Bab 3
~ Sudut Pandang Violet ~
Violet meraih botol whiskey paling mahal yang bisa dia temukan, Macallan berusia 30 tahun, dengan harga sekitar 25 juta Rupiah. Dia membawa botol itu ke meja mereka dan meletakkannya tepat di tengah. Dia pikir mereka akan terkesan begitu melihat botol itu, seperti kebanyakan orang, tapi para pria itu hanya menatapnya dengan pandangan bosan.
"Ya, kita butuh lebih dari satu botol, sayang," pria yang duduk di sebelah Damon menyeringai.
"S—segera datang," kata Violet dan berbalik.
Dia tidak tahu kenapa dia tergagap. Dia sudah melayani minuman untuk pelanggan seumur hidupnya, dia tidak perlu gagap seperti itu. Violet berpikir mungkin dia gugup karena seorang raja mafia sedang menatapnya seperti elang. Dia tidak tahu apa yang dia lakukan salah, tapi Damon Van Zandt telah menatapnya tajam sejak dia masuk ke sini.
Violet sibuk mengeluarkan lebih banyak botol Macallan dari bar ketika dia mendengar pria lain berbicara kepada Dylan, "Jadi, aku dengar ada cewek-cewek cantik di sini?"
"Ya, di mana cewek-cewek itu?" pria lain tertawa.
"Kalian mau sekarang?" tanya Dylan.
"Kenapa tidak sekarang?"
"Baiklah," Dylan bangkit dan berjalan ke kantornya.
Violet memutar matanya sendiri karena dia tahu apa yang akan terjadi selanjutnya. Ini bukan pertama kalinya Dylan mengadakan pesta 'pribadi' untuk tamu istimewa. Danny, pemilik bar, tidak pernah suka hal-hal seperti ini jadi Dylan harus melakukannya diam-diam. Ini bisnis yang berisiko, tapi Dylan selalu dibayar mahal, jadi risikonya sepadan.
"Hai, cowok-cowok,"
Sekelompok penari telanjang perempuan keluar dari kantor Dylan. Mereka semua mengenakan pakaian renda yang sangat terbuka. Atau sebenarnya, mari kita sebut saja apa adanya, mereka mengenakan pakaian dalam mereka.
Para pria bersorak dan tersenyum saat kelompok gadis itu bergabung dengan mereka. Dylan benar-benar mengerahkan segalanya kali ini. Dia memilih hanya gadis-gadis terbaik dan tercantik untuk acara ini. Violet membawa lima botol lagi Macallan dan meletakkannya di meja.

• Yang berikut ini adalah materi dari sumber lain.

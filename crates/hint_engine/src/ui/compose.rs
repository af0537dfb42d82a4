//! Composition of all visible elements into one payload
//!
//! Elements are measured, floating ones are placed around the static ones,
//! and everything is emitted as self-contained per-line fragments ordered
//! top to bottom. Two invisible markers at extreme vertical offsets wrap
//! the payload so the renderer's automatic centring stays put no matter
//! how tall the real content is.

use std::collections::HashMap;
use std::fmt::Write as _;
use std::sync::Arc;

use super::elements::{Element, ElementKey, ElementKind, HorizontalAlign, StaticLayout, VerticalAnchor};
use super::placement::{find_position, PlacementRequest};
use crate::core::{PlacementConfig, SurfaceConfig};
use crate::foundation::math::{Point2, Rect};
use crate::text::{format_number, strip_layout_tags, Line, MarkupParser, TextBounds};

/// Positions chosen for floating elements, carried between passes
pub type PlacementMemory = HashMap<ElementKey, Point2>;

/// Result of one composition pass
#[derive(Debug, Clone, Default)]
pub struct Composition {
    /// Markup delivered to the renderer
    pub payload: String,
    /// Floating element positions to reuse next pass
    pub placements: PlacementMemory,
    /// Number of elements that made it into the payload
    pub rendered: usize,
}

/// An element resolved to a fixed, measured, visible block
struct Positioned {
    key: ElementKey,
    layout: StaticLayout,
    font_size: i32,
    lines: Arc<[Line]>,
    bounds: TextBounds,
}

impl Positioned {
    fn bottom(&self) -> f32 {
        self.layout.bottom(self.bounds.height)
    }

    fn bounds(&self) -> Rect {
        self.layout.bounds(self.bounds.width, self.bounds.height)
    }
}

/// Builds payloads against one surface
pub struct Composer<'a> {
    parser: &'a MarkupParser,
    surface: &'a SurfaceConfig,
    placement: &'a PlacementConfig,
}

impl<'a> Composer<'a> {
    /// `placement` supplies the search step and the defaults for floating
    /// elements that do not set their own boundary or margin
    pub fn new(parser: &'a MarkupParser, surface: &'a SurfaceConfig, placement: &'a PlacementConfig) -> Self {
        Self { parser, surface, placement }
    }

    /// Compose `elements` for `viewer`
    ///
    /// `previous` holds floating positions from the last pass; the returned
    /// composition carries the positions chosen this time.
    pub fn compose(&self, elements: &[Arc<Element>], viewer: &str, previous: &PlacementMemory) -> Composition {
        let mut statics = Vec::new();
        let mut dynamics = Vec::new();

        for element in elements {
            let state = element.snapshot();
            if state.hidden {
                continue;
            }

            let text = strip_layout_tags(&element.resolve_text(viewer));
            if text.is_empty() {
                continue;
            }

            let font_size = if state.font_size > 0 { state.font_size } else { self.surface.default_font_size };
            let lines = self.parser.parse(&text, font_size);
            let bounds = TextBounds::of(&lines);

            match state.kind {
                ElementKind::Static(mut layout) => {
                    layout.x = self.surface.clamp_x(layout.x);
                    layout.y = self.surface.clamp_y(layout.y);
                    statics.push(Positioned { key: element.key(), layout, font_size, lines, bounds });
                }
                ElementKind::Dynamic(layout) => {
                    dynamics.push((layout, Positioned {
                        key: element.key(),
                        layout: StaticLayout::default(),
                        font_size,
                        lines,
                        bounds,
                    }));
                }
            }
        }

        let mut obstacles: Vec<Rect> = statics.iter().map(Positioned::bounds).collect();
        let mut placements = PlacementMemory::new();
        let mut placed = statics;

        dynamics.sort_by(|(a, x), (b, y)| b.priority.cmp(&a.priority).then(x.key.cmp(&y.key)));
        for (layout, mut item) in dynamics {
            let request = PlacementRequest {
                target: layout.target(),
                width: item.bounds.width,
                height: item.bounds.height,
                boundary: layout.boundary_or(self.placement.boundary),
                margin: layout.margin_or(self.placement.margin),
                overflow: layout.overflow,
                previous: previous.get(&item.key).copied(),
            };

            let Some(position) = find_position(&request, &obstacles, self.placement.step) else {
                log::debug!("No room for floating element {:?}, hiding it", item.key);
                continue;
            };

            item.layout = StaticLayout {
                x: position.x,
                y: position.y,
                align: HorizontalAlign::Center,
                anchor: VerticalAnchor::Bottom,
            };
            obstacles.push(item.bounds());
            placements.insert(item.key, position);
            placed.push(item);
        }

        placed.sort_by(|a, b| a.bottom().total_cmp(&b.bottom()).then(a.key.cmp(&b.key)));

        let mut fragments = Vec::with_capacity(placed.len() + 2);
        fragments.push(self.marker(self.surface.marker_offset));
        for item in &placed {
            self.emit(item, &mut fragments);
        }
        fragments.push(self.marker(-self.surface.marker_offset));

        Composition {
            payload: fragments.join("\n"),
            placements,
            rendered: placed.len(),
        }
    }

    /// One fragment per non-empty line, stacked down from the block's top
    fn emit(&self, item: &Positioned, fragments: &mut Vec<String>) {
        let mut cursor = item.bottom() - item.bounds.height;

        for line in item.lines.iter() {
            cursor += line.height();
            if line.characters.is_empty() {
                continue;
            }

            let mut fragment = String::new();
            let pos = format_number(item.layout.x);
            if pos != "0" {
                let _ = write!(fragment, "<pos={}>", pos);
            }

            let align = match item.layout.align {
                HorizontalAlign::Center => None,
                other => Some(other.as_str()),
            };
            if let Some(align) = align {
                let _ = write!(fragment, "<align={}>", align);
            }

            fragment.push_str("<line-height=0>");
            let voffset = format_number(self.surface.baseline - cursor);
            let has_voffset = voffset != "0";
            if has_voffset {
                let _ = write!(fragment, "<voffset={}>", voffset);
            }

            let _ = write!(fragment, "<size={}>{}</size>", item.font_size, line.balanced_text());

            if has_voffset {
                fragment.push_str("</voffset>");
            }
            if align.is_some() {
                fragment.push_str("</align>");
            }
            fragments.push(fragment);
        }
    }

    fn marker(&self, offset: f32) -> String {
        format!(
            "<line-height=0><voffset={}><alpha=#00>.</alpha></voffset>",
            format_number(offset)
        )
    }
}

Dia harus bermanuver melewati kelompok gadis yang menari untuk sampai ke sana, tapi dia berhasil dengan baik.
Setelah dia meletakkan minuman itu, Violet menunggu sebentar untuk melihat apakah mereka akan meminta sesuatu lagi, tapi para pria terlalu sibuk mendapatkan tarian pangkuan dari gadis-gadis itu. Mengangkat bahu sendiri, Violet kembali ke bar untuk menutup kasir. Sesekali, dia melihat ke atas dari kasir dan melihat Dylan membagikan bungkus bubuk putih kepada para pria. Dia menggelengkan kepala sendiri dan melanjutkan menghitung kasir. Kemudian dia meluangkan waktu untuk melihat ke atas lagi dan kali ini matanya bertemu dengan mata Damon.
Mata Damon gelap dan misterius. Violet tidak bisa membaca apa yang dia pikirkan. Semua orang tampaknya bersenang-senang, tapi Damon terlihat hampir bosan.
"Aku bilang kamu harus keluar dari sini, Vi," suara Dylan memecah pikirannya. Violet menoleh cepat untuk melihat Dylan bersandar di bar.
"Aku harus menutup kasir dulu, bodoh," jawabnya.
"Aku bisa melakukannya," bisiknya.
"Seperti terakhir kali kamu mengadakan pesta pribadi?"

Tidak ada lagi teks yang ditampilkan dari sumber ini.